Nestled in Fairmont Hot Springs in the Columbia Valley, a group of timeshare resort owners still seek a solution to their on-going troubles.

As discussions continue regarding what possible options might come forward from the new administrator of Carriage Hills and Carriage Ridge Resorts, it may be relevant to read what happened to a similar resort in Western Canada. What was most interesting to me was the proposal presented after there was as admission of financial troubles. Given an option of pay to stay or pay to go, what would you choose?

Back in 1993 Fairmont Resort Properties began selling timeshare leases at Fairmont Vacation Villas (see also Riverside Resort, Riverside Villas, Hillside Villas, and Riverview Villas), in Hot Springs, B.C. These 40 year leases allowed owners to enjoy one week vacations based availability and the purchase price (higher demand weeks came with a higher purchase price). The resort grew to more than 15,000 owners. Owners received regular financial reports over the years, and nominal increases to their maintenance fees to meet with inflation. In reality, the “owners” were really “leasees” because once the leases ended, the developer would have clear title to the resort properties. The developer was the true and legal owner.

In 2009, Fairmont Resort Properties’ financial challenges made them subject to proceedings under the Companies’ Creditors Arrangement Act. As a result of their insolvency, the developer’s interest of Fairmont Vacation Villas was sold off to Northwynd Resort Properties Ltd. group of companies in June 2010. One of Northwynd’s subsidiaries, Northmont Resort Properties Ltd. took over as the Developer of the Resort. Another subsidiary, Resort Villa Management Ltd., took over as Property Manager of the Resort. The resort was rebranded to Sunchaser Vacation Villas which still exists today.

Over the years, under Northmont as developer, the resort was not maintained and the reserved funds were depleted. From court documents is was clear that Northmont was spending funds to investigate and plan for refurbishment and upgrades. The owners were left in the dark, as details regarding the spending were not shared. From January 2010 to January 2013, the annual maintenance fees were increased over 22%. Perhaps important to note that during this time a new program was introduced to invite owners to pay an additional fee to join the RCI points program and extend their contracts in perpetuity. Embedded in these contracts is language that converted the 30% who bought in from leases to actual owners which translates to them being responsible for costs for improving and maintaining the resort.

January of 2013 saw Northmont communicating that there were indeed issues with the resort and that all “owners” (owners and leaseholders) would be invoiced the costs of a multi-year renovation plan.

In April 2013, people were notified of their options; they had to pay more to stay or pay more to leave.

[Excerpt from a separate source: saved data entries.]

//! Cascade grouping: clusters related alerts and records the cascade edges
//! observed inside each cluster.

use super::batch::{AlertBatch, AlertIdx};
use super::AnalysisSettings;
use crate::alert::{Alert, AlertStatus, ResourceType};
use chrono::Duration;
use serde::Serialize;
use std::collections::BTreeSet;
use tracing::debug;

/// Resource pairs known to cascade on the same host (cause, effect).
const RESOURCE_PAIRS: &[(ResourceType, ResourceType)] = &[
    (ResourceType::Cpu, ResourceType::Process),
    (ResourceType::Memory, ResourceType::Process),
    (ResourceType::Disk, ResourceType::Process),
];

#[derive(Debug, Clone, Copy, PartialEq, Eq, Serialize)]
#[serde(rename_all = "snake_case")]
pub enum EdgeType {
    /// A known resource pair such as memory -> process.
    ResourcePair,
    /// A warning followed by a critical alert.
    Escalation,
}

impl EdgeType {
    pub fn confidence(&self) -> f64 {
        match self {
            EdgeType::ResourcePair => 0.9,
            EdgeType::Escalation => 0.7,
        }
    }
}

#[derive(Debug, Clone, PartialEq, Serialize)]
pub struct CascadeEdge {
    pub source: AlertIdx,
    pub source_id: String,
    pub target: AlertIdx,
    pub target_id: String,
    pub delay_secs: i64,
    pub confidence: f64,
    pub edge_type: EdgeType,
}

#[derive(Debug, Clone, Copy, PartialEq, Eq, Serialize)]
#[serde(rename_all = "snake_case")]
pub enum GroupKind {
    SingleHost,
    MultiHost,
    Cascading,
}

#[derive(Debug, Clone, Serialize)]
pub struct AlertGroup {
    pub id: usize,
    pub seed: AlertIdx,
    pub members: Vec<AlertIdx>,
    pub hosts: Vec<String>,
    pub resource_types: Vec<ResourceType>,
    pub is_cascade: bool,
    pub edges: Vec<CascadeEdge>,
    pub kind: GroupKind,
}

impl AlertGroup {
    pub fn len(&self) -> usize {
        self.members.len()
    }

    pub fn is_empty(&self) -> bool {
        self.members.is_empty()
    }

    pub fn contains(&self, idx: AlertIdx) -> bool {
        self.members.contains(&idx)
    }

    /// The edge that pulled `idx` into this group's cascade, if any.
    pub fn edge_into(&self, idx: AlertIdx) -> Option<&CascadeEdge> {
        self.edges.iter().find(|e| e.target == idx)
    }
}

/// Same-host cascade between two alerts, if one exists.
pub(crate) fn cascade_relation(source: &Alert, target: &Alert, max_delay: Duration) -> Option<EdgeType> {
    if source.host != target.host || source.is_clear() || target.is_clear() {
        return None;
    }
    let delay = target.occurred_at - source.occurred_at;
    if delay < Duration::zero() || delay > max_delay {
        return None;
    }
    if RESOURCE_PAIRS.contains(&(source.resource_type, target.resource_type)) {
        Some(EdgeType::ResourcePair)
    } else if source.status == AlertStatus::Warning && target.status == AlertStatus::Critical {
        Some(EdgeType::Escalation)
    } else {
        None
    }
}

/// CPU or memory pressure followed by network or disk symptoms, on any host.
fn dependency_relation(source: &Alert, target: &Alert) -> bool {
    !source.is_clear()
        && target.occurred_at >= source.occurred_at
        && matches!(source.resource_type, ResourceType::Cpu | ResourceType::Memory)
        && matches!(target.resource_type, ResourceType::Network | ResourceType::Disk)
}

/// Partition the batch into alert groups. Every alert lands in exactly one group.
pub fn group_alerts(batch: &AlertBatch, settings: &AnalysisSettings) -> Vec<AlertGroup> {
    let alerts = batch.alerts();
    let window = settings.correlation_window();
    let max_delay = settings.cascade_delay();

    let mut processed = vec![false; alerts.len()];
    let mut groups = Vec::new();

    for (seed_idx, seed) in batch.iter() {
        if processed[seed_idx.0] {
            continue;
        }
        processed[seed_idx.0] = true;

        let mut members = vec![seed_idx];
        let mut edges = Vec::new();

        for (offset, candidate) in alerts.iter().enumerate().skip(seed_idx.0 + 1) {
            if candidate.occurred_at - seed.occurred_at > window {
                break;
            }
            if processed[offset] {
                continue;
            }
            // Cascade relations are same-host by definition, so host equality covers them.
            let related = seed.host == candidate.host || dependency_relation(seed, candidate);
            if !related {
                continue;
            }

            let cand_idx = AlertIdx(offset);
            let link = members.iter().rev().find_map(|&m| {
                cascade_relation(&batch[m], candidate, max_delay).map(|t| (m, t))
            });
            if let Some((source_idx, edge_type)) = link {
                let source = &batch[source_idx];
                edges.push(CascadeEdge {
                    source: source_idx,
                    source_id: source.id.clone(),
                    target: cand_idx,
                    target_id: candidate.id.clone(),
                    delay_secs: (candidate.occurred_at - source.occurred_at).num_seconds(),
                    confidence: edge_type.confidence(),
                    edge_type,
                });
            }

            processed[offset] = true;
            members.push(cand_idx);
        }

        let hosts: BTreeSet<&str> = members.iter().map(|&m| batch[m].host.as_str()).collect();
        let resource_types: BTreeSet<ResourceType> =
            members.iter().map(|&m| batch[m].resource_type).collect();

        let kind = if !edges.is_empty() {
            GroupKind::Cascading
        } else if hosts.len() > 1 {
            GroupKind::MultiHost
        } else {
            GroupKind::SingleHost
        };

        debug!(
            group = groups.len(),
            seed = %seed.id,
            members = members.len(),
            edges = edges.len(),
            ?kind,
            "Formed alert group"
        );

        groups.push(AlertGroup {
            id: groups.len(),
            seed: seed_idx,
            members,
            hosts: hosts.into_iter().map(str::to_string).collect(),
            resource_types: resource_types.into_iter().collect(),
            is_cascade: kind == GroupKind::Cascading,
            edges,
            kind,
        });
    }

    groups
}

The letter outlined the on-going obligations. In short, they would be liable for between $3000 to $4000 for upgrades for both 2013 and 2014 or they could pay a fee of up to just over $3000 to surrender their rights to their timeshare. From the letter sent: “In order to allow Timeshare Members to cancel their Vacation Interval Agreements, we developed a cancellation option that fairly compensates the Developer for the lost property management fees, ensures the deficit at the Resort is properly recovered, and recovers some of the administrative and trustee costs of the process.”

There was clearly an outcry. As leasees, not owners, why would they be liable for all these additional fees? Review of their lease agreements confirmed that they were no provisions for special assessments. The expectation of all “owners” was that their maintenance fee was their sole obligation and that funds would have been set aside in the reserved fund to handle costs of refurbishment.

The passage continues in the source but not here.